Andreu Ferrer vive en el número 9 y, por tanto, su planta baja
colinda con el 'llar'. El hombre, de unos 70 años, se despierta
cada mañana con la misma pregunta: «¿Qué le habrá pasado a mi
coche?». El automóvil, un vetusto Peugeot 205, es una de las
'víctimas' favoritas de los zagales, que se ensañan con él en
cuanto pueden. «Antes en el centro había niños, pero con lo de la
Ley del Menor llegaron muchachos de entre 14 y 18 años que hacen
todo tipo de perrerías.
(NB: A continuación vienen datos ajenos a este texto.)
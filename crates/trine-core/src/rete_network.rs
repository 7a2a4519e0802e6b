//! RETE Network Construction and Execution
//!
//! The network owns every node, alpha memory, token and per-batch fact in arenas addressed
//! by integer handles. All mutation of transient state (matched facts, tokens, satisfied
//! rules) happens here, through the activation functions, so that [`ReteNetwork::reset`]
//! knows exactly which memories a batch touched.
//!
//! ## Activation
//!
//! ```text
//! Fact ─► PatternIndex ─► AlphaMemory ─► Right(join, fact)
//!                                            │ tests pass for each left token
//!                                            ▼
//!                           new Token ─► BetaMemory ─► Left(memory, token)
//!                                    └─► Production (rule satisfied)
//! ```
//!
//! Activations are queued and drained iteratively. A token is stored in its memory as soon
//! as it is created, before its own left activation runs, so every (token, fact) pair meets
//! at least once: whichever of the two arrives last performs the join.

use crate::alpha_memory::PatternIndex;
use crate::beta_network::{DUMMY_TOKEN, TokenArena};
use crate::error::{ReteError, ReteResult};
use crate::node_sharing::{self, NodeSharingStats};
use crate::rete_nodes::{
    BetaMemoryNode, DummyTopNode, FieldType, JoinNode, ProductionNode, ReteNode, TestAtJoinNode,
    TokenMemory,
};
use crate::types::{
    AlphaMemoryId, Condition, Fact, FactId, NodeId, RuleDefinition, Term, TokenId,
};
use ahash::{AHashMap, AHashSet};
use serde::{Deserialize, Serialize};
use std::collections::{BTreeMap, BTreeSet, HashMap};
use std::fmt;
use tracing::{debug, info, instrument, trace, warn};

/// Handle of the dummy top node
pub const DUMMY_TOP: NodeId = 0;

/// Variable name to bound value for one satisfied rule
pub type Bindings = HashMap<String, Term>;

#[derive(Debug, Clone, Copy)]
enum Activation {
    /// A fact entered the alpha memory of a join node
    Right { join: NodeId, fact: FactId },
    /// A token entered a beta memory
    Left { memory: NodeId, token: TokenId },
}

/// Validated compilation plan for one rule
#[derive(Debug)]
struct RulePlan {
    tests: Vec<Vec<TestAtJoinNode>>,
    exclusions: BTreeMap<String, BTreeSet<Term>>,
}
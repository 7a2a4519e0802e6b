//! Specificity-Based Conflict Resolution
//!
//! When several rules are satisfied by one batch, the most specific one wins. Specificity
//! is measured on the network itself rather than on the rule text:
//!
//! ```text
//! Production(R) ─► Join ─► BetaMemory ─► Join ─► BetaMemory ─► ... ─► DummyTop
//!                           count flagged          count flagged
//! ```
//!
//! Every token on a satisfying chain is flagged as a satisfaction-set member when its
//! production fires. A rule's score is the number of flagged tokens held by the beta
//! memories on its path to the root. A strict winner is returned; a tie at the top is an
//! [`ReteError::AmbiguousConflict`] that names every tied rule, because this core has no
//! priority information to break it.

use crate::error::{ReteError, ReteResult};
use crate::rete_network::ReteNetwork;
use crate::rete_nodes::{ReteNode, TokenMemory};
use crate::types::NodeId;
use serde::{Deserialize, Serialize};
use tracing::{debug, info, instrument};

/// Specificity score of one satisfied rule
#[derive(Debug, Clone, PartialEq, Eq, Serialize, Deserialize)]
pub struct RuleScore {
    pub rule_name: String,
    pub score: usize,
}

/// Count flagged tokens in every beta memory above a production node
pub fn score_production(network: &ReteNetwork, production: NodeId) -> ReteResult<usize> {
    let mut score = 0;
    let mut current = network.node(production)?.parent();

    while let Some(id) = current {
        let node = network.node(id)?;
        if let ReteNode::BetaMemory(memory) = node {
            score += memory
                .tokens()
                .filter_map(|token| network.token_arena().get(token))
                .filter(|token| token.satisfaction_member)
                .count();
        }
        current = node.parent();
    }
    Ok(score)
}

/// Pick the single top-ranked rule from scores sorted best first
pub fn resolve_most_specific(ranked: &[RuleScore]) -> ReteResult<Option<String>> {
    let Some(best) = ranked.first() else { return Ok(None) };

    let tied: Vec<String> = ranked
        .iter()
        .take_while(|candidate| candidate.score == best.score)
        .map(|candidate| candidate.rule_name.clone())
        .collect();

    if tied.len() > 1 {
        return Err(ReteError::AmbiguousConflict { rules: tied, score: best.score });
    }
    Ok(Some(best.rule_name.clone()))
}

impl ReteNetwork {
    /// Scores of every satisfied rule, highest first, ties ordered by name
    pub fn rule_scores(&self) -> ReteResult<Vec<RuleScore>> {
        let mut scores = self
            .satisfied_productions()
            .map(|(rule_name, production)| {
                Ok(RuleScore {
                    rule_name: rule_name.to_string(),
                    score: score_production(self, production)?,
                })
            })
            .collect::<ReteResult<Vec<_>>>()?;

        scores.sort_by(|a, b| b.score.cmp(&a.score).then_with(|| a.rule_name.cmp(&b.rule_name)));
        Ok(scores)
    }

    /// Name of the strictly most specific satisfied rule
    ///
    /// `Ok(None)` when nothing is satisfied in the current batch.
    #[instrument(skip(self))]
    pub fn most_specific_rule_name(&self) -> ReteResult<Option<String>> {
        let scores = self.rule_scores()?;
        debug!(candidates = scores.len(), "Resolving most specific rule");

        let winner = resolve_most_specific(&scores)?;
        if let Some(name) = &winner {
            info!(rule = %name, "Most specific rule selected");
        }
        Ok(winner)
    }
}
//! RETE Network Node Sharing
//!
//! Compiling overlapping rules reuses existing nodes instead of duplicating common
//! condition prefixes. Sharing is keyed purely by content:
//!
//! - alpha memories by pattern key (see [`crate::alpha_memory::PatternIndex`])
//! - join nodes by (alpha memory, tests, condition) among the children of one parent
//! - beta memories by parent: a join node has at most one beta memory child

use crate::rete_nodes::{ReteNode, TestAtJoinNode};
use crate::types::{AlphaMemoryId, Condition, NodeId};
use serde::{Deserialize, Serialize};

/// Find a child of `parent` that is a join node with the same sharing key
pub(crate) fn find_shared_join(
    nodes: &[ReteNode],
    parent: NodeId,
    alpha_memory: AlphaMemoryId,
    tests: &[TestAtJoinNode],
    condition: &Condition,
) -> Option<NodeId> {
    let parent = nodes.get(parent)?;
    parent.children().iter().copied().find(|&child| {
        matches!(
            nodes.get(child),
            Some(ReteNode::Join(join)) if join.shares_with(alpha_memory, tests, condition)
        )
    })
}

/// Find the beta memory child of `parent`, if it already has one
pub(crate) fn find_beta_memory_child(nodes: &[ReteNode], parent: NodeId) -> Option<NodeId> {
    let parent = nodes.get(parent)?;
    parent
        .children()
        .iter()
        .copied()
        .find(|&child| matches!(nodes.get(child), Some(ReteNode::BetaMemory(_))))
}

/// Counters for nodes created and reused during compilation
#[derive(Debug, Clone, Default, PartialEq, Serialize, Deserialize)]
pub struct NodeSharingStats {
    pub alpha_memories_created: usize,
    pub alpha_shares_found: usize,
    pub join_nodes_created: usize,
    pub join_shares_found: usize,
    pub beta_memories_created: usize,
    pub beta_shares_found: usize,
}

impl NodeSharingStats {
    /// Percentage of node requests served by an existing node
    pub fn overall_sharing_rate(&self) -> f64 {
        let shares = self.alpha_shares_found + self.join_shares_found + self.beta_shares_found;
        let requests = self.nodes_without_sharing();

        if requests > 0 { (shares as f64 / requests as f64) * 100.0 } else { 0.0 }
    }

    /// Total nodes that would have been created without sharing
    pub fn nodes_without_sharing(&self) -> usize {
        self.alpha_memories_created
            + self.alpha_shares_found
            + self.join_nodes_created
            + self.join_shares_found
            + self.beta_memories_created
            + self.beta_shares_found
    }
}
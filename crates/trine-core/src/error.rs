//! Structured error handling for the Trine matcher
//!
//! Compile-time precondition violations, run-time conflicts and configuration problems
//! are reported through one error type so callers can match on the failure category.

use thiserror::Error;

/// Error type for network compilation, evaluation and configuration
#[derive(Error, Debug, Clone, PartialEq, Eq)]
pub enum ReteError {
    /// Malformed rule definition, rejected before any node is installed
    #[error("Rule definition error: {message}")]
    RuleDefinition { message: String, rule_name: Option<String>, condition_index: Option<usize> },

    /// Several satisfied rules share the highest specificity score
    #[error("Ambiguous conflict between rules {rules:?} (score {score})")]
    AmbiguousConflict { rules: Vec<String>, score: usize },

    /// A post-evaluation query named a rule that was never compiled
    #[error("Unknown rule: {rule_name}")]
    UnknownRule { rule_name: String },

    /// A configured limit was exceeded at the engine boundary
    #[error("Limit exceeded: {message} (limit {limit}, actual {actual})")]
    Limit { message: String, limit: usize, actual: usize },

    /// Configuration could not be parsed or loaded
    #[error("Configuration error: {message}")]
    Configuration { message: String, setting: Option<String> },

    /// An arena handle did not resolve to the expected node
    #[error("RETE network error: {message}")]
    Network { message: String, node_id: Option<usize> },
}

impl ReteError {
    /// Get the error category for logging
    pub fn category(&self) -> &'static str {
        match self {
            ReteError::RuleDefinition { .. } => "rule_definition",
            ReteError::AmbiguousConflict { .. } => "ambiguous_conflict",
            ReteError::UnknownRule { .. } => "unknown_rule",
            ReteError::Limit { .. } => "limit",
            ReteError::Configuration { .. } => "configuration",
            ReteError::Network { .. } => "network",
        }
    }

    /// Check if the engine remains usable after this error
    pub fn is_recoverable(&self) -> bool {
        !matches!(self, ReteError::Network { .. })
    }

    /// Create a rule definition error for the whole rule
    pub fn rule_definition(rule_name: &str, message: impl Into<String>) -> Self {
        Self::RuleDefinition {
            message: message.into(),
            rule_name: Some(rule_name.to_string()),
            condition_index: None,
        }
    }

    /// Create a rule definition error pointing at one condition
    pub fn condition(rule_name: &str, condition_index: usize, message: impl Into<String>) -> Self {
        Self::RuleDefinition {
            message: message.into(),
            rule_name: Some(rule_name.to_string()),
            condition_index: Some(condition_index),
        }
    }

    /// Create a limit error
    pub fn limit(message: impl Into<String>, limit: usize, actual: usize) -> Self {
        Self::Limit { message: message.into(), limit, actual }
    }

    /// Create a configuration error
    pub fn configuration(setting: Option<&str>, message: impl Into<String>) -> Self {
        Self::Configuration { message: message.into(), setting: setting.map(str::to_string) }
    }

    /// Create a network invariant error
    pub fn network(node_id: usize, message: impl Into<String>) -> Self {
        Self::Network { message: message.into(), node_id: Some(node_id) }
    }
}

/// Result type alias for matcher operations
pub type ReteResult<T> = Result<T, ReteError>;

#[cfg(test)]
mod tests {
    use super::*;

    #[test]
    fn test_error_categories() {
        let err = ReteError::rule_definition("R1", "rule has no conditions");
        assert_eq!(err.category(), "rule_definition");
        assert!(err.is_recoverable());

        let err = ReteError::network(7, "dangling node handle");
        assert_eq!(err.category(), "network");
        assert!(!err.is_recoverable());
    }

    #[test]
    fn test_condition_error_carries_index() {
        let err = ReteError::condition("R2", 1, "subject must be a variable");
        match err {
            ReteError::RuleDefinition { rule_name, condition_index, .. } => {
                assert_eq!(rule_name.as_deref(), Some("R2"));
                assert_eq!(condition_index, Some(1));
            }
            other => panic!("unexpected error: {other:?}"),
        }
    }

    #[test]
    fn test_ambiguous_conflict_message_names_rules() {
        let err = ReteError::AmbiguousConflict { rules: vec!["A".into(), "B".into()], score: 2 };
        let message = err.to_string();
        assert!(message.contains("\"A\""));
        assert!(message.contains("\"B\""));
    }
}
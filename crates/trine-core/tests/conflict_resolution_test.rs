//! Most-specific rule selection across satisfied rules

use trine_core::*;

fn knows() -> Condition {
    Condition::vars("?x", "knows", "?y")
}

fn works_at_acme() -> Condition {
    Condition::with_constant("?y", "worksAt", "acme")
}

#[test]
fn test_more_matched_conditions_wins() {
    let mut engine = ReteEngine::new();
    engine.compile(&RuleDefinition::new("general").with_condition(knows())).unwrap();
    engine
        .compile(
            &RuleDefinition::new("specific")
                .with_condition(knows())
                .with_condition(works_at_acme()),
        )
        .unwrap();

    engine
        .evaluate([Fact::new("alice", "knows", "bob"), Fact::new("bob", "worksAt", "acme")])
        .unwrap();

    assert_eq!(engine.satisfied_rule_names().len(), 2);
    assert_eq!(engine.most_specific_rule_name().unwrap(), Some("specific".to_string()));
    let scores = engine.rule_scores().unwrap();
    assert_eq!(scores[0], RuleScore { rule_name: "specific".to_string(), score: 1 });
    assert_eq!(scores[1], RuleScore { rule_name: "general".to_string(), score: 0 });
}

#[test]
fn test_equal_specificity_is_ambiguous() {
    let mut engine = ReteEngine::new();
    engine
        .compile(
            &RuleDefinition::new("acme")
                .with_condition(knows())
                .with_condition(works_at_acme()),
        )
        .unwrap();
    engine
        .compile(
            &RuleDefinition::new("paris")
                .with_condition(knows())
                .with_condition(Condition::with_constant("?y", "livesIn", "paris")),
        )
        .unwrap();

    engine
        .evaluate([
            Fact::new("alice", "knows", "bob"),
            Fact::new("bob", "worksAt", "acme"),
            Fact::new("bob", "livesIn", "paris"),
        ])
        .unwrap();

    let err = engine.most_specific_rule_name().unwrap_err();
    assert_eq!(
        err,
        ReteError::AmbiguousConflict {
            rules: vec!["acme".to_string(), "paris".to_string()],
            score: 1
        }
    );
    assert!(err.is_recoverable());
    // the match itself stays inspectable
    assert_eq!(engine.satisfied_rule_names().len(), 2);
    assert!(engine.bindings_for("acme").unwrap().is_some());
}

#[test]
fn test_single_satisfied_rule_is_most_specific() {
    let mut engine = ReteEngine::new();
    engine.compile(&RuleDefinition::new("general").with_condition(knows())).unwrap();
    engine
        .compile(
            &RuleDefinition::new("specific")
                .with_condition(knows())
                .with_condition(works_at_acme()),
        )
        .unwrap();

    engine.evaluate([Fact::new("alice", "knows", "bob")]).unwrap();
    assert_eq!(engine.most_specific_rule_name().unwrap(), Some("general".to_string()));
}

#[test]
fn test_nothing_satisfied() {
    let mut engine = ReteEngine::new();
    engine.compile(&RuleDefinition::new("general").with_condition(knows())).unwrap();
    engine.evaluate(Vec::new()).unwrap();

    assert_eq!(engine.most_specific_rule_name().unwrap(), None);
    assert!(engine.rule_scores().unwrap().is_empty());
}
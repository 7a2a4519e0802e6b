//! Engine configuration
//!
//! Limits applied at the engine boundary. They guard callers against unbounded batches and
//! rule sets; they never change matching semantics.

use crate::error::{ReteError, ReteResult};
use serde::{Deserialize, Serialize};
use std::fs;
use std::path::Path;
use tracing::{info, warn};

#[derive(Deserialize, Serialize, Debug, Clone, PartialEq, Eq)]
pub struct ReteConfig {
    #[serde(default = "default_max_conditions_per_rule")]
    pub max_conditions_per_rule: usize,
    #[serde(default = "default_max_facts_per_batch")]
    pub max_facts_per_batch: usize,
    #[serde(default = "default_max_rule_name_length")]
    pub max_rule_name_length: usize,
    #[serde(default = "default_true")]
    pub log_duplicate_facts: bool,
}

impl Default for ReteConfig {
    fn default() -> Self {
        Self {
            max_conditions_per_rule: default_max_conditions_per_rule(),
            max_facts_per_batch: default_max_facts_per_batch(),
            max_rule_name_length: default_max_rule_name_length(),
            log_duplicate_facts: default_true(),
        }
    }
}

impl ReteConfig {
    /// Parse a configuration from TOML text
    pub fn from_toml_str(source: &str) -> ReteResult<Self> {
        toml::from_str(source).map_err(|e| ReteError::configuration(None, e.to_string()))
    }

    /// Load a configuration file, falling back to defaults when it does not exist
    pub fn load(path: impl AsRef<Path>) -> ReteResult<Self> {
        let path = path.as_ref();
        match fs::read_to_string(path) {
            Ok(source) => {
                info!(path = %path.display(), "Loaded matcher configuration");
                Self::from_toml_str(&source)
            }
            Err(e) if e.kind() == std::io::ErrorKind::NotFound => {
                warn!(
                    path = %path.display(),
                    "Configuration file not found. Using default configuration."
                );
                Ok(Self::default())
            }
            Err(e) => Err(ReteError::configuration(
                None,
                format!("failed to read '{}': {e}", path.display()),
            )),
        }
    }

    /// Reject limits that would refuse every rule or batch
    pub fn validate(&self) -> ReteResult<()> {
        let limits = [
            ("max_conditions_per_rule", self.max_conditions_per_rule),
            ("max_facts_per_batch", self.max_facts_per_batch),
            ("max_rule_name_length", self.max_rule_name_length),
        ];
        for (setting, value) in limits {
            if value == 0 {
                return Err(ReteError::configuration(Some(setting), "must be greater than zero"));
            }
        }
        Ok(())
    }

    /// Apply `TRINE_*` environment variable overrides; unparseable values are ignored
    pub fn apply_env_overrides(mut self) -> Self {
        if let Some(value) = env_usize("TRINE_MAX_CONDITIONS_PER_RULE") {
            self.max_conditions_per_rule = value;
        }
        if let Some(value) = env_usize("TRINE_MAX_FACTS_PER_BATCH") {
            self.max_facts_per_batch = value;
        }
        if let Some(value) = env_usize("TRINE_MAX_RULE_NAME_LENGTH") {
            self.max_rule_name_length = value;
        }
        self
    }
}

fn env_usize(key: &str) -> Option<usize> {
    let raw = std::env::var(key).ok()?;
    match raw.parse::<usize>() {
        Ok(value) => Some(value),
        Err(_) => {
            warn!(key, value = %raw, "Ignoring unparseable configuration override");
            None
        }
    }
}

fn default_max_conditions_per_rule() -> usize {
    64
}
fn default_max_facts_per_batch() -> usize {
    100_000
}
fn default_max_rule_name_length() -> usize {
    256
}

fn default_true() -> bool {
    true
}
No hay derecho, ya estamos hartos de llamar
a la policía», apuntó.
Para Ana Pons el panorama es igualmente desolador: «Hace poco
hicieron sus necesidades en la fuente, para hacer una 'gracia', y
ahora no podemos beber el agua porque está contaminada. También me
han pintado la fachada y el otro día un chaval se estaba
masturbando en frente de mi casa; lo que pasa aquí es algo
increíble». Joana Nadal, otra residente, explicó que la Policía
Local y el Cuerpo Nacional de Policía son requeridos,
prácticamente, una noche sí y otra también. Según la señora, «esos
chavales se dedican a romper los cristales de los coches y a hacer
gamberradas, y no hay derecho que los vecinos tengamos que pasar
por esto».
Francisco Fortuny recordó que hace algunos meses «hubo
puñaladas» y refrendó las palabras de sus convecinos: «Procuro no
aparcar nunca cerca del centro porque sé que me destrozarán el
coche». Las instalaciones a las que se refieren con temor y rabia
están gestionadas por Intress, una ONG que trabaja para el Consell.
Se trata de una planta baja que tampoco se libra de los excesos:
puertas agujereadas y muebles desvencijados evidencian que el
centro está desbordado y que los monitores no dan abasto. Por
descontado, si el objetivo es rehabilitar a los menores
delincuentes los resultados no se ven, al menos a simple
vista...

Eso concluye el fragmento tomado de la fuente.